Cement is “Building Block” of Jobs and Economic Development


Albuquerque, NM – Congresswoman Heather Wilson joined with representatives of New Mexico’s construction industry today to celebrate a pending tariff agreement with Mexico that will make cement more readily available in New Mexico. Last August, builders in New Mexico expressed concern that a looming cement shortage could slow down our state’s economic boom. Wilson wrote to U.S. Commerce Secretary Carlos Gutierrez and to President Bush, asking the Administration to lower or eliminate a costly tariff on cement imported from Mexico.

Wilson claimed victory today, announcing that Secretary Gutierrez and Mexican trade officials will sign a new agreement on Monday to lower and possibly eliminate tariffs on Mexican cement.

“Jobs and economic development in New Mexico depend on a reliable supply of cement,” says Wilson. “Cement is the building block of our economy, and I look forward to Monday’s signing of an agreement that will allow our construction industry to keep building.”

Wilson says the agreement — which is scheduled to be signed next Monday and will take effect in April — will reduce the tariff from $26 per ton to about $3 per ton. In August when Wilson first got involved in the issue, the tariff was $57 per ton.

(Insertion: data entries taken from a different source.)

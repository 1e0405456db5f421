//! Account credentials used by the browser login

use crate::config::Config;

/// Username/password pair. `Debug` never prints the password.
#[derive(Clone)]
pub struct Credentials {
    pub username: String,
    pub password: String,
}

impl std::fmt::Debug for Credentials {
    fn fmt(&self, f: &mut std::fmt::Formatter<'_>) -> std::fmt::Result {
        f.debug_struct("Credentials")
            .field("username", &self.username)
            .field("password", &"***")
            .finish()
    }
}

/// Read-only holder for the single configured account
#[derive(Debug, Clone)]
pub struct CredentialStore {
    credentials: Credentials,
}

impl CredentialStore {
    pub fn new(username: impl Into<String>, password: impl Into<String>) -> Self {
        Self {
            credentials: Credentials {
                username: username.into(),
                password: password.into(),
            },
        }
    }

    pub fn from_config(config: &Config) -> Self {
        Self::new(config.username.trim(), config.password.clone())
    }

    pub fn get(&self) -> &Credentials {
        &self.credentials
    }

    /// Account identifier used to tag session artifacts
    pub fn account_id(&self) -> String {
        self.credentials.username.to_ascii_lowercase()
    }
}
pub mod channel;
pub mod refresh;
pub mod session;

pub use channel::*;
pub use refresh::*;
pub use session::*;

According to Commerce Department officials, the tariff is completely eliminated after 3 years if all parties abide by the Agreement. Quotas on Mexican cement shipments will be limited to 3 million metric tons in the first year of the agreement, and may be increased over the next two years. Shipments may increase further if there were another natural disaster that warrants an increase in imports of Mexican cement. Most of this cement will go to the "Southern Tier" states, including New Mexico.

“I write to request that you suspend the $57-per-ton tariff on imported Mexican cement,” said Wilson in separate letters to Gutierrez and President Bush last August. “Cement is an important building block of economic growth. I have become increasingly concerned that the nationwide cement shortage could undermine the health of New Mexico’s construction and housing sectors and the nation’s economy as a whole. Removing the cement tariffs on Mexican imports could be part of the solution.”

In August, GCC Rio Grande, the operator of New Mexico’s only cement plant, told its customers that it was going to begin rationing the supply of cement. The company serves the construction industries through two distribution channels in Albuquerque, New Mexico and El Paso, Texas. On August 3, 2005, GCC Rio Grande Vice President William Webb told the Albuquerque Journal that “It’s like having a gallon jug and 100 people that need a drink” and that the company had to ration its supplies of cement just to maintain some flow of product to its customers.

The U.S. Department of Commerce enacted the tariffs 15 years ago to slow down the so-called “dumping” of cheap cement supplies into the U.S.